=== Data provided ===
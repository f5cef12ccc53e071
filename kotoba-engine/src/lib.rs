//! Progression and economy engine for a language-learning app.
//! It was created for Kotoba, so it doesn't include much that was not needed for that project.
//!
//! How state flows:
//! 1. Each learner has one document ([`LearnerState`]): decks, lessons, quizzes, scores, challenge progress, hearts and diamonds.
//! 2. All mutations go through a [`ProgressionStore`], which applies each operation to a clone of the document and swaps it in as one step, so a failed operation leaves nothing behind.
//! 3. Committed operations are saved through a [`LearnerVault`] and announced to subscribed listeners with the slice of the document they touched.
//! 4. Derived numbers (completion percentages, quiz accuracy, stage unlock statuses) are never stored; they are computed from the document on demand.
//! 5. An [`EconomyClock`] polls a shared store once a second and grants hearts that have come due, one at a time.

pub mod economy;
pub mod persistence;
pub mod reporter;
pub mod seed;
pub mod state;
pub mod stats;
pub mod store;
pub mod unlock;

pub use economy::{EconomyClock, HEART_REGEN_MINUTES, MAX_HEARTS};
pub use persistence::{JsonFileVault, LearnerVault, MemoryVault, VaultError, VersionedLearnerState};
pub use reporter::LearnerRecord;
pub use state::{ChallengeProgress, DeckStat, DeckStatView, LearnerState, ProgressionError};
pub use stats::QuizScope;
pub use store::{ListenerKey, ProgressionStore, SharedProgressionStore, StateChange};
pub use unlock::StageStatus;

=== Task item ===
There is a run of lines above from the one with "hearts and diamonds." to the one with "document on demand."; print exactly that run, both ends included, and nothing else.

=== Response to this task ===
//! 1. Each learner has one document ([`LearnerState`]): decks, lessons, quizzes, scores, challenge progress, hearts and diamonds.
//! 2. All mutations go through a [`ProgressionStore`], which applies each operation to a clone of the document and swaps it in as one step, so a failed operation leaves nothing behind.
//! 3. Committed operations are saved through a [`LearnerVault`] and announced to subscribed listeners with the slice of the document they touched.
//! 4. Derived numbers (completion percentages, quiz accuracy, stage unlock statuses) are never stored; they are computed from the document on demand.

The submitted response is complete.